What systems does the Fling support?

  • Datacenter and Cloud
    • Ampere Computer eMAG-based systems.
    • Ampere Computing Altra-based systems.
    • Arm Neoverse N1 System Development Platform.
  • Edge.
    • SolidRun Honeycomb LX2 (and other LX2160-based systems).
    • SolidRun MacchiatoBin or CN9132 EVB (and other similar platforms based on CN91xx or Armada A80x0/A70x0).
    • Marvell Octeon TX2 CN92xx/CN93xx/CN95xx/CN96xx/CN98xx platforms
    • NVIDIA Jetson Xavier AGX and NX Developer Kits.
    • NXP LS1046A-based Freeway and RDB systems.
    • Socionext SynQuacer Developerbox.
    • Raspberry Pi 4B (4GiB, 8GiB and Pi 400)
    • PINE64 Quartz64 Model A and other RK3566-based SBCs.
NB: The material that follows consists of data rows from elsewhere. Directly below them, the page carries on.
//! Axum HTTP API server.
//!
//! This crate provides:
//! - Image and video prediction endpoints over a detector ensemble
//! - Range-aware delivery of result media
//! - Asynchronous HLS transcode jobs
//! - Artifact lifecycle management, rate limiting and security headers
//! - Prometheus metrics

pub mod config;
pub mod error;
pub mod handlers;
pub mod metrics;
pub mod middleware;
pub mod routes;
pub mod services;
pub mod state;

pub use config::AppConfig;
pub use error::{ApiError, ApiResult};
pub use routes::create_router;
pub use services::{ArtifactJanitor, TranscodeService};
pub use state::AppState;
This is not a hard list. Other systems compliant (or close enough) to SystemReady ES and SystemReady SR standards may be operational in some manner. Here is a non-exhaustive list:

  • Qemu emulation
  • Cavium/Marvell ThunderX (CN88xx)-based systems.
  • Cavium/Marvell ThunderX2-based systems.
  • Qualcomm Centriq-based systems.
  • AMD Opteron A1100-based systems.
  • Applied Micro X-Gene1-based systems.

…many of these are of historical interest by now, but may still be functional enough.